→ **EXTRACTED RECORDS**:
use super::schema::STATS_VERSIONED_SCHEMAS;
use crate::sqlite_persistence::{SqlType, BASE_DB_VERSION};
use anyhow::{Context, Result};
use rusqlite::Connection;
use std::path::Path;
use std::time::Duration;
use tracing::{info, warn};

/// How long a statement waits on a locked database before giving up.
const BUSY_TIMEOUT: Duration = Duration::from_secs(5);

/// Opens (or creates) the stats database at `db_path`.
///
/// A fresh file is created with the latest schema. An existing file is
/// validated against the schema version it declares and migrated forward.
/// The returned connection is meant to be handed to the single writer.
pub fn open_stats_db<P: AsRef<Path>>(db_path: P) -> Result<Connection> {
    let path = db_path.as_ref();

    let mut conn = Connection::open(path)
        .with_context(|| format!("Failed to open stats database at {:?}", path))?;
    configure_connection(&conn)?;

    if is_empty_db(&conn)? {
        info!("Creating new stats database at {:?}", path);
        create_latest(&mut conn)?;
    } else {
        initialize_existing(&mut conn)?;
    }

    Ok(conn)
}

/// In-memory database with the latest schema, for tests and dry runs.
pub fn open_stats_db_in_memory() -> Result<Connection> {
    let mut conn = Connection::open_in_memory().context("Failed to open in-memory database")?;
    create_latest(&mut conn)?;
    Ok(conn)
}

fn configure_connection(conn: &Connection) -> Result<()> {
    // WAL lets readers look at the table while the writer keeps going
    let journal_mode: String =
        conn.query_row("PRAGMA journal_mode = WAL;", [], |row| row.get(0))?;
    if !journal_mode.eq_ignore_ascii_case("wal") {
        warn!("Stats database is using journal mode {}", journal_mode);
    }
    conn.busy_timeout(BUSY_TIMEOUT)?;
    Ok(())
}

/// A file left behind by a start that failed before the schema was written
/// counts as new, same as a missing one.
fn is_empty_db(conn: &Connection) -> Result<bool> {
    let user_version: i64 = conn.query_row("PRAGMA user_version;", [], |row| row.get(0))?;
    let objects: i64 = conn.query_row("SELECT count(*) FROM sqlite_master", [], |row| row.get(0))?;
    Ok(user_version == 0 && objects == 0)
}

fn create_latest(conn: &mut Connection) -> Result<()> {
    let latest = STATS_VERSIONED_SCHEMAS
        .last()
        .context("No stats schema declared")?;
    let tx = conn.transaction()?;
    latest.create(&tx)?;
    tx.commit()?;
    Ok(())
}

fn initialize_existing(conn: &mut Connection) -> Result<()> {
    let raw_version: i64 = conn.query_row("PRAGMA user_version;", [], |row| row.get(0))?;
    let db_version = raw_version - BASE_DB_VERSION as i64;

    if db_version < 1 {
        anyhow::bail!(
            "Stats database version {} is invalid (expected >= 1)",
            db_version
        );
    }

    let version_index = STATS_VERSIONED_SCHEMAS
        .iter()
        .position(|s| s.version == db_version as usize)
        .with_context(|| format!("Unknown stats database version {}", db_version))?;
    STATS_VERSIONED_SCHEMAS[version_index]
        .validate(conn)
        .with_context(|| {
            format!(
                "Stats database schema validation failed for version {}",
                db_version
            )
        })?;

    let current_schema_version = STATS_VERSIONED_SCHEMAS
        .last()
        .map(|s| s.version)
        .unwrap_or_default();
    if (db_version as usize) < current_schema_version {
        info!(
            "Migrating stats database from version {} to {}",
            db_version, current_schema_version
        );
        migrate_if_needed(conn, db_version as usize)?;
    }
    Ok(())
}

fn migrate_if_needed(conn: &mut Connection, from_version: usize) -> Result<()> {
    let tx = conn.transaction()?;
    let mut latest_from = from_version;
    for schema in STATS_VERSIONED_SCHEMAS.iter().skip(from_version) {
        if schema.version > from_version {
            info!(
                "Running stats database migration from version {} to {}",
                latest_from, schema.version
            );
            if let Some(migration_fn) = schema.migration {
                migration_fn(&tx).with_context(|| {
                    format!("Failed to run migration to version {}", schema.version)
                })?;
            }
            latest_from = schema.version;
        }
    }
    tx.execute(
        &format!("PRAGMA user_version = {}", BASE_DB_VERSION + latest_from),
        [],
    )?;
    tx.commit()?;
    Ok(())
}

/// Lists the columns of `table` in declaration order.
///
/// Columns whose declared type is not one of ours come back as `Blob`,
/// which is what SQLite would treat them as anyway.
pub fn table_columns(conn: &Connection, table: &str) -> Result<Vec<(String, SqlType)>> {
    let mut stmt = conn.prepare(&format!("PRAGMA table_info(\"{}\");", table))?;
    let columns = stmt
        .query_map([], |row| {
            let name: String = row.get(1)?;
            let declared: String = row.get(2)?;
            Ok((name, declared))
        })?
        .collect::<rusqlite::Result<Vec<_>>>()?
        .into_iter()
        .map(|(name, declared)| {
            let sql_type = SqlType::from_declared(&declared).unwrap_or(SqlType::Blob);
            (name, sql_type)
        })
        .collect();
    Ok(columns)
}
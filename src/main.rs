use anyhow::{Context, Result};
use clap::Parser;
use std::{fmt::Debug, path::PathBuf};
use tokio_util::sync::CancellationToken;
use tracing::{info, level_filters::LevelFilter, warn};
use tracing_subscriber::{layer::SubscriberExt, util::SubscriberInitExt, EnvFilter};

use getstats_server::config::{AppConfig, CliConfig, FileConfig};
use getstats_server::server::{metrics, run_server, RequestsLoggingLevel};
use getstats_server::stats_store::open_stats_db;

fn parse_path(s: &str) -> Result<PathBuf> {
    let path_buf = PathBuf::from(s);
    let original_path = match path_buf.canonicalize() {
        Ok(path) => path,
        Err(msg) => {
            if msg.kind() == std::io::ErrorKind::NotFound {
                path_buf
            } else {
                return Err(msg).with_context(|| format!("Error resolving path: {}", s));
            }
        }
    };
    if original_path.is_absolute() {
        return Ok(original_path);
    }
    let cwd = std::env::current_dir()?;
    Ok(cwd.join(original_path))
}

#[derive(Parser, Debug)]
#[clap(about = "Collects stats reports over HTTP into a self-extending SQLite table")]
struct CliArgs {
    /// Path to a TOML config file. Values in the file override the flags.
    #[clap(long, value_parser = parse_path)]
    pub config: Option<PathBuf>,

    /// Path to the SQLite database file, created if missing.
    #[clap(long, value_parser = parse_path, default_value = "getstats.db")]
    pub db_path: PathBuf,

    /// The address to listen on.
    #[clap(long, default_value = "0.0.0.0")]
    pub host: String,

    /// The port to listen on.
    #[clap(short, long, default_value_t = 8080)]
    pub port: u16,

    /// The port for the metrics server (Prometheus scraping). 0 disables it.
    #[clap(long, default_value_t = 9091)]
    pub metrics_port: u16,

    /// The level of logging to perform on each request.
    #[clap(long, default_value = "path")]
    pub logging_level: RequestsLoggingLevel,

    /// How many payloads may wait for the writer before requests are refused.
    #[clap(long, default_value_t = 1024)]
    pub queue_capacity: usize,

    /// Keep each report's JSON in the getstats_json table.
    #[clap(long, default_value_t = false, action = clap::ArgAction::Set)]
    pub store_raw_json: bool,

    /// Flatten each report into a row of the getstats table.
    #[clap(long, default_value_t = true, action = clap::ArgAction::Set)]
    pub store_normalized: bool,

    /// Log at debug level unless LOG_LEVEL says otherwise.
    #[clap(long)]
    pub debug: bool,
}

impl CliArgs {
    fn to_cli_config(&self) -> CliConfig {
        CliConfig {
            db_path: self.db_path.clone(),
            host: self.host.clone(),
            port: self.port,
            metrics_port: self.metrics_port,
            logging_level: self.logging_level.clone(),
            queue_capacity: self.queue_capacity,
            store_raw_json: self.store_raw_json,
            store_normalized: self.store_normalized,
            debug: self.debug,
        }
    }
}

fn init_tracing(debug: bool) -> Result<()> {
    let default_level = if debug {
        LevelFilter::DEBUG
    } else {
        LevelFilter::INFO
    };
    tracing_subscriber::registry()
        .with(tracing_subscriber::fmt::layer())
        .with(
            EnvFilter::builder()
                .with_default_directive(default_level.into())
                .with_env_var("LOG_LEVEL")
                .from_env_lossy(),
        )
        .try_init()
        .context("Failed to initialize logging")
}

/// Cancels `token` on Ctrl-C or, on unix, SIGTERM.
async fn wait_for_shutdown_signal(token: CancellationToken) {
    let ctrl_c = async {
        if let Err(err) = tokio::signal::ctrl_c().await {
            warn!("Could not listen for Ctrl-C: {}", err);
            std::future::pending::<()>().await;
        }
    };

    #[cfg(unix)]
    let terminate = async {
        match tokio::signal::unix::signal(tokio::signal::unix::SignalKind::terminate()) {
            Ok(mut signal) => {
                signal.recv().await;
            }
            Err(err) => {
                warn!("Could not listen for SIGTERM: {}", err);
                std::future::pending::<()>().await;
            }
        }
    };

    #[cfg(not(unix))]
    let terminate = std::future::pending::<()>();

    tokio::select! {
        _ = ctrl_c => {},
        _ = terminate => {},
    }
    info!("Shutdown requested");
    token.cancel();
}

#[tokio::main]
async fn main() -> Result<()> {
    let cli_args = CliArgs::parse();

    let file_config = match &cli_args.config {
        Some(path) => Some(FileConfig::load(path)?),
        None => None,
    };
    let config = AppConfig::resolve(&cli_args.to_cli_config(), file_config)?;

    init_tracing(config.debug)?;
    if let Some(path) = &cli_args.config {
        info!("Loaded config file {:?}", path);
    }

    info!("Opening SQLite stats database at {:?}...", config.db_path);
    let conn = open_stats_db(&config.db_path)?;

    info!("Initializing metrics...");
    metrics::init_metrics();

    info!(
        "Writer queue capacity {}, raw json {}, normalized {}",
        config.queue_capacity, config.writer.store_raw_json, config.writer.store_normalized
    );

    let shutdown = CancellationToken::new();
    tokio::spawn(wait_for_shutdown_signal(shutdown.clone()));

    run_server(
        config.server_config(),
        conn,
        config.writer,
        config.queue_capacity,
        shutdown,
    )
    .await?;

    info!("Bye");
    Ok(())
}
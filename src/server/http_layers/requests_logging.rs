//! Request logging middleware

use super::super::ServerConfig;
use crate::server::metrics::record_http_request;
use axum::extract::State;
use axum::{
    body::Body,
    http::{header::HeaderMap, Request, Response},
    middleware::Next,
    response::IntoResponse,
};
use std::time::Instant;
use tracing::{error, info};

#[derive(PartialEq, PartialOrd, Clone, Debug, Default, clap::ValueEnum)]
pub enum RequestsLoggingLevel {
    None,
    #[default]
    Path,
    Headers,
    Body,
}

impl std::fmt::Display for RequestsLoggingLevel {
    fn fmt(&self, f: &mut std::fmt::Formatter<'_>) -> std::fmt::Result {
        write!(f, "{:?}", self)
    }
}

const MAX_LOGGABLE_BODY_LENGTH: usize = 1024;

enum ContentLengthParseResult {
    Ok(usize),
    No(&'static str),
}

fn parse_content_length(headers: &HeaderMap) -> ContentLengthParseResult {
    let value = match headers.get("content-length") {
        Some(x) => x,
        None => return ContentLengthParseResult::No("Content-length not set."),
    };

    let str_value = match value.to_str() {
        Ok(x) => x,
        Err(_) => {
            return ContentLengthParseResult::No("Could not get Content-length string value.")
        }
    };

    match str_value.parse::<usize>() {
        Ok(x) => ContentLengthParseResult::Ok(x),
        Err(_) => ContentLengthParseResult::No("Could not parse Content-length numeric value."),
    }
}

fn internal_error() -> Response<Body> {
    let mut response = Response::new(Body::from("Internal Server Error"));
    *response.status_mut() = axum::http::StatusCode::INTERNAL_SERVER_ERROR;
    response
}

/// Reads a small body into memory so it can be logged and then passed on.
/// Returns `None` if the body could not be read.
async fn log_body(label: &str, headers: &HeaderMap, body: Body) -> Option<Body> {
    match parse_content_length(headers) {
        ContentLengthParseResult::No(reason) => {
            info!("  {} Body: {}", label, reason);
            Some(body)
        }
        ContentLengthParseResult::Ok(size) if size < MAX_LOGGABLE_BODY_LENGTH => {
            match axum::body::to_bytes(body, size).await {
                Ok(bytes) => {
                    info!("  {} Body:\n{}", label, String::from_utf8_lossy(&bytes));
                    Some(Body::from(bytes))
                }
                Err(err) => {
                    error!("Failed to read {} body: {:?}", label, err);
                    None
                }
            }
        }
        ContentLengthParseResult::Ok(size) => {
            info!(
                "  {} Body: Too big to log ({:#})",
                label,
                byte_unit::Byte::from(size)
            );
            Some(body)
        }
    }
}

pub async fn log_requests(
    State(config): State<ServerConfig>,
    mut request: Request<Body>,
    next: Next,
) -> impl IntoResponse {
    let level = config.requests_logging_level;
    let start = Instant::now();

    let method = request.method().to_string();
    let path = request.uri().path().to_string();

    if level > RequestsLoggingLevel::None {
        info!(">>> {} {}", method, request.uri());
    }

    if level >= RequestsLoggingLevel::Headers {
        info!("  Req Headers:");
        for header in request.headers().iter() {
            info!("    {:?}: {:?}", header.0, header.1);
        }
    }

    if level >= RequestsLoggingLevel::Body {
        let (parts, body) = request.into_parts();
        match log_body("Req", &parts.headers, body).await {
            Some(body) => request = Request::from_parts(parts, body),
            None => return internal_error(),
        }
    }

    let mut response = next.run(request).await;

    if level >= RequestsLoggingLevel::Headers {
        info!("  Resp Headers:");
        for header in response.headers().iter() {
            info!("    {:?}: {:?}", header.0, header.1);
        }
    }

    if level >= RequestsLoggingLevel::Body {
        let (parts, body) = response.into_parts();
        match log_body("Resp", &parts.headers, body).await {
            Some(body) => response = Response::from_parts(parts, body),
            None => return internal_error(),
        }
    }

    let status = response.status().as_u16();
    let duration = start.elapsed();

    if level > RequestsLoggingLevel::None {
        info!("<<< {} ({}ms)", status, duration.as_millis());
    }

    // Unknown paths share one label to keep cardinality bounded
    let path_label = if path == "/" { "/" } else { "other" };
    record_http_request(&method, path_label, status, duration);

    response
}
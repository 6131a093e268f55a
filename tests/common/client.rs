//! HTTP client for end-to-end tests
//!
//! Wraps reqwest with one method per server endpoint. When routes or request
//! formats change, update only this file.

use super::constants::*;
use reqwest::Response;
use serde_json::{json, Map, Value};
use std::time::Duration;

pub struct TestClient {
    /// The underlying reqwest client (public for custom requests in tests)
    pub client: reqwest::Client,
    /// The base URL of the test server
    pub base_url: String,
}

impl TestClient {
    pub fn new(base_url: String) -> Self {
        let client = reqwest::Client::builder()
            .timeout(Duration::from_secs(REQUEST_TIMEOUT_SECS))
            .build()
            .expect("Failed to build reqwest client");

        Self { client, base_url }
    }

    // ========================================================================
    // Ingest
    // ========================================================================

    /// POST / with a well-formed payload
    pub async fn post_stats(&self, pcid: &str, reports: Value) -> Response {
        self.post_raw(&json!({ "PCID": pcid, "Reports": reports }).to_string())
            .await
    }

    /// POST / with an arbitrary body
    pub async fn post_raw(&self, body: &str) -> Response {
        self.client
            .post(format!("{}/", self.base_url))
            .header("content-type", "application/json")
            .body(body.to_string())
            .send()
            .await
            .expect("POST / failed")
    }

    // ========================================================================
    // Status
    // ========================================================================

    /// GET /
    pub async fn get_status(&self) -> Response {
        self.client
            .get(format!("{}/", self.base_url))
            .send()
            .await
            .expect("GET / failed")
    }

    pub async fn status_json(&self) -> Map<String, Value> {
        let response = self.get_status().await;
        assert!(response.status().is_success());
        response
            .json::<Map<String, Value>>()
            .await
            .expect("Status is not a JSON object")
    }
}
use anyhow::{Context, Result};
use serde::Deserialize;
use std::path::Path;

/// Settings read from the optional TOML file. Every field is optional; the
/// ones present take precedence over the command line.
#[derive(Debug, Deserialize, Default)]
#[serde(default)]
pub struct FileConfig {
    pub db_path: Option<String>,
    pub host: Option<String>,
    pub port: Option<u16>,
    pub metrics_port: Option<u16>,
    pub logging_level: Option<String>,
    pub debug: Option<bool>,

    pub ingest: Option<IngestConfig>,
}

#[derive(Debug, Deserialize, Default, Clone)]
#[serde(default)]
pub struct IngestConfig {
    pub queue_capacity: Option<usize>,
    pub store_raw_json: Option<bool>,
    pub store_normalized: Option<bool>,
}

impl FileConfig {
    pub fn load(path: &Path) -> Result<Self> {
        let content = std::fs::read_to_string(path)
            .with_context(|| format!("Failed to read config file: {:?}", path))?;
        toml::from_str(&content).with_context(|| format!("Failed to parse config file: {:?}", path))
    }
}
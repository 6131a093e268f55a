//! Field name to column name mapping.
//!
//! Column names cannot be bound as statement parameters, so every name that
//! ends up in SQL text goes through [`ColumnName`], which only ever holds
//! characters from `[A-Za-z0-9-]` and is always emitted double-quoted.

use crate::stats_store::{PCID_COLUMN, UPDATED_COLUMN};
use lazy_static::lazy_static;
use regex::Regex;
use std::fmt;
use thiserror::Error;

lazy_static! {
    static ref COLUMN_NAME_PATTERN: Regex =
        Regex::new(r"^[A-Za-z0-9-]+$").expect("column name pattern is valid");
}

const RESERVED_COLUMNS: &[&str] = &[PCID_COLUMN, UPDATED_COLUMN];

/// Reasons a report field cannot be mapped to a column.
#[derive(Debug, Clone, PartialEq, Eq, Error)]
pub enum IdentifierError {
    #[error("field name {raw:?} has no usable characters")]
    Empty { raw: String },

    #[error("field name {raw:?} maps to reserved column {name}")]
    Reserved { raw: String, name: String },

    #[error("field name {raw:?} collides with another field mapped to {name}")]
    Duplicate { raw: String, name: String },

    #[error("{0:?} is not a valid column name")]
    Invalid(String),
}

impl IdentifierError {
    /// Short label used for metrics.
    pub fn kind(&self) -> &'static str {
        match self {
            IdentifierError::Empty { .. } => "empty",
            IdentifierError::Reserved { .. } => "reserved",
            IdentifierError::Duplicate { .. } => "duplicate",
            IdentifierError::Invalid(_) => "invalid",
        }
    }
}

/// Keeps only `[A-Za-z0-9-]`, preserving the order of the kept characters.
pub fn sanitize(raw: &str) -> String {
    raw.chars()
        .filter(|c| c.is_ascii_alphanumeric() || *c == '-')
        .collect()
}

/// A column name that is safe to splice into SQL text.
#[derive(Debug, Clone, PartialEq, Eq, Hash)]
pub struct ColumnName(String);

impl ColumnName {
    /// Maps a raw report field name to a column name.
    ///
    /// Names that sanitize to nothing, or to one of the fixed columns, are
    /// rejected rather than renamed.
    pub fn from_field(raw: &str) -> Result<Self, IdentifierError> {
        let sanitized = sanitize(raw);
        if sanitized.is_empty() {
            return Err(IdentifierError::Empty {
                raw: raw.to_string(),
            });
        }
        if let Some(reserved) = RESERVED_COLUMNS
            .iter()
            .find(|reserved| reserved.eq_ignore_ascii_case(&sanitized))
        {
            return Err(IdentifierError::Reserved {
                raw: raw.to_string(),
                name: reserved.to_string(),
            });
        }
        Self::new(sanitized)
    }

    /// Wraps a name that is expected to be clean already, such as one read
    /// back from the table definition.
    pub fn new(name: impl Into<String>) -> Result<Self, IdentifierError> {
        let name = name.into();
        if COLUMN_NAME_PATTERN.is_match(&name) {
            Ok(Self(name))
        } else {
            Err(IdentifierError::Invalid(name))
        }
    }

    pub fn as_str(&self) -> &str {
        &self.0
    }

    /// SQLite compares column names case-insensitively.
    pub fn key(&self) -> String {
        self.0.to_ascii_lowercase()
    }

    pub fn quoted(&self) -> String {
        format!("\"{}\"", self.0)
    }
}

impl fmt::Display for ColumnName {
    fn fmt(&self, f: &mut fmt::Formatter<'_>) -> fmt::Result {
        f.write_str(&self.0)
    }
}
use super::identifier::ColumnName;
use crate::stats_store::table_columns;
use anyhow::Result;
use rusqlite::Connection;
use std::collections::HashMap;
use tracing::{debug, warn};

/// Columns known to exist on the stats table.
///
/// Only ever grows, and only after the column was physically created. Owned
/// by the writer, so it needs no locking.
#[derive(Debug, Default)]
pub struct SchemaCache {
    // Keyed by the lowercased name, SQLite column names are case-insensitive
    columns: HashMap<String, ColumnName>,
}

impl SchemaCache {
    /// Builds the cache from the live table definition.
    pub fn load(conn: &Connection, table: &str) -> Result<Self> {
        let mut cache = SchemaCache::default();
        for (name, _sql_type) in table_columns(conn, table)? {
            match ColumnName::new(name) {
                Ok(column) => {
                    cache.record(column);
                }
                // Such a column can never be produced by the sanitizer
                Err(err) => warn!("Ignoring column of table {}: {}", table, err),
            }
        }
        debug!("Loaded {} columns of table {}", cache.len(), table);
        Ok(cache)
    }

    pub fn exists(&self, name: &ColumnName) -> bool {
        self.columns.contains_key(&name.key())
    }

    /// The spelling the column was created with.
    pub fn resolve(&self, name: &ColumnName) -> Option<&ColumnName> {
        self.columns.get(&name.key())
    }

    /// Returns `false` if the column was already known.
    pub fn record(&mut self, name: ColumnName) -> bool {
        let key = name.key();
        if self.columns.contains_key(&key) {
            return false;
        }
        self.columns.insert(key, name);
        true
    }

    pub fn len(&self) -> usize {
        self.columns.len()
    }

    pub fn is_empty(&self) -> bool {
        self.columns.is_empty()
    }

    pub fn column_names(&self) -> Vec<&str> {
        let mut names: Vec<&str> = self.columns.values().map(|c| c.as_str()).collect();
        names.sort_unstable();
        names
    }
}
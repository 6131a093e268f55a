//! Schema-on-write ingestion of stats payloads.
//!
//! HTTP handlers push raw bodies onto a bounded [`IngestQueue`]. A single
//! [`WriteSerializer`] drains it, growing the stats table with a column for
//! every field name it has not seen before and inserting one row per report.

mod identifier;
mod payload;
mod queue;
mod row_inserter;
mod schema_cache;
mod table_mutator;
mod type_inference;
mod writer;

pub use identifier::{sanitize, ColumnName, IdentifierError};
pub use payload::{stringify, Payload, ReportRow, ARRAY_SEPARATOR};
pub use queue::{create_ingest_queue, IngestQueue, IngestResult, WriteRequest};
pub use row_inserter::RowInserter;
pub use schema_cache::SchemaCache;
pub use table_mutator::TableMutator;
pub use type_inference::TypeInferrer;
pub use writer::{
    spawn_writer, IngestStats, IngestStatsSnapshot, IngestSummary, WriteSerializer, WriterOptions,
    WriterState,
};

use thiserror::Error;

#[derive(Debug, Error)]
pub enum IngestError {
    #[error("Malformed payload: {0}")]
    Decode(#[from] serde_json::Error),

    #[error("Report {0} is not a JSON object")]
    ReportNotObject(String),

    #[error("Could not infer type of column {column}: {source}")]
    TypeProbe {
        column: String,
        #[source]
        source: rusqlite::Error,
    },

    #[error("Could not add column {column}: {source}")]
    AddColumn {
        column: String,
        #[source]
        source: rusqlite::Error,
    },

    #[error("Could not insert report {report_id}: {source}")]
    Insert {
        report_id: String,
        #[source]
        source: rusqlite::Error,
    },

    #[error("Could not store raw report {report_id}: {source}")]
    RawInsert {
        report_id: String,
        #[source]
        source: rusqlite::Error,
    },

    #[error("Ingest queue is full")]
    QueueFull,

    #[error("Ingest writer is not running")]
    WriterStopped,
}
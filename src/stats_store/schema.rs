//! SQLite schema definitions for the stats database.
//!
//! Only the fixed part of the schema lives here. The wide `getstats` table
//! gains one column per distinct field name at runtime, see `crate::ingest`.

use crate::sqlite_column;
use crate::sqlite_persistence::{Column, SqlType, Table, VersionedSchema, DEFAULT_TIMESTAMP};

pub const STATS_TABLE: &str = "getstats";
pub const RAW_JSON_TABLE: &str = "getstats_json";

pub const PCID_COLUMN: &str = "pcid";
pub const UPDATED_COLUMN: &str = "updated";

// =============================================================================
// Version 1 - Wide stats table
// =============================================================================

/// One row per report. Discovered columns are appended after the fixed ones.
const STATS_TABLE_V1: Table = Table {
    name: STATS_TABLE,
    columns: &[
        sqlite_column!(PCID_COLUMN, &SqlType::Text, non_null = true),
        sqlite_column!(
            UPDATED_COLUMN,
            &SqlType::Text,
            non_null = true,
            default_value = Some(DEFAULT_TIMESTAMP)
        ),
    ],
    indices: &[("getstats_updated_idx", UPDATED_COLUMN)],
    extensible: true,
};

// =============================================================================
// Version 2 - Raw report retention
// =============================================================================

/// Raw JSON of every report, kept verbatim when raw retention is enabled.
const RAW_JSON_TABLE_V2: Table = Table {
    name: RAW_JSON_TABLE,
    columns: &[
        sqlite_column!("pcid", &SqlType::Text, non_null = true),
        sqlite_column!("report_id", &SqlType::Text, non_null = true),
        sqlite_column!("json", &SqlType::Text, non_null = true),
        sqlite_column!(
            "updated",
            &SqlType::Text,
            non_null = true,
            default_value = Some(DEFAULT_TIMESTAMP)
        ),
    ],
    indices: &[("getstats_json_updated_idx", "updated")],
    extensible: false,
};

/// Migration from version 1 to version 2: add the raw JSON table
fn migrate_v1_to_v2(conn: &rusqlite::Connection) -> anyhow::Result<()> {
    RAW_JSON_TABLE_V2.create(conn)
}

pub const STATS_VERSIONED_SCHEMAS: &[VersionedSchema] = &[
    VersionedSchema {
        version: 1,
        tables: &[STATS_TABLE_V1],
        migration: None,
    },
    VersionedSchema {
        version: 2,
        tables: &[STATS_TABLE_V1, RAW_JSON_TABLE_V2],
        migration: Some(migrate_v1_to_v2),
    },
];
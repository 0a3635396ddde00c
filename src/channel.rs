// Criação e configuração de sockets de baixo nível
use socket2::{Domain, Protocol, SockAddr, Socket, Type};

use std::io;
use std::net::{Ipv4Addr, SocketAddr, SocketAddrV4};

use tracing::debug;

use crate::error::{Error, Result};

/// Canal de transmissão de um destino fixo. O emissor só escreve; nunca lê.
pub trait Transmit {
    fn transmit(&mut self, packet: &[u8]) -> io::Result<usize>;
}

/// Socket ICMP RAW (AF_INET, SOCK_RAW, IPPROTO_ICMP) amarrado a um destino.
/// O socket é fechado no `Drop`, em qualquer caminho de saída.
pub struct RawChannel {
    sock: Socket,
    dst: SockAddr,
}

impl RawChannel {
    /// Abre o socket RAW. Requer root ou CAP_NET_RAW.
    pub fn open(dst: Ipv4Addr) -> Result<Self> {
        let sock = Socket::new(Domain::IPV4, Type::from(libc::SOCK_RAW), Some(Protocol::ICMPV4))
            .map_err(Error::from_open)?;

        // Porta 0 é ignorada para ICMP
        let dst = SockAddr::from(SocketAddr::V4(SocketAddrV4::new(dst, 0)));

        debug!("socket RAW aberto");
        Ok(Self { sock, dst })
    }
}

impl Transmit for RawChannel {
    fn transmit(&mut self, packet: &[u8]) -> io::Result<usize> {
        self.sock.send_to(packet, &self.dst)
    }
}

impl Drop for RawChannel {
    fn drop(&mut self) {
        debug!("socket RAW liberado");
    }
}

→ **TASK OBJECTIVE**: Please restate only the opening stretch of the records above: every line from the first through the one containing "let mut conn = Connection::open(path)", exactly as written.

→ **OUTPUT**:
use super::schema::STATS_VERSIONED_SCHEMAS;
use crate::sqlite_persistence::{SqlType, BASE_DB_VERSION};
use anyhow::{Context, Result};
use rusqlite::Connection;
use std::path::Path;
use std::time::Duration;
use tracing::{info, warn};

/// How long a statement waits on a locked database before giving up.
const BUSY_TIMEOUT: Duration = Duration::from_secs(5);

/// Opens (or creates) the stats database at `db_path`.
///
/// A fresh file is created with the latest schema. An existing file is
/// validated against the schema version it declares and migrated forward.
/// The returned connection is meant to be handed to the single writer.
pub fn open_stats_db<P: AsRef<Path>>(db_path: P) -> Result<Connection> {
    let path = db_path.as_ref();

    let mut conn = Connection::open(path)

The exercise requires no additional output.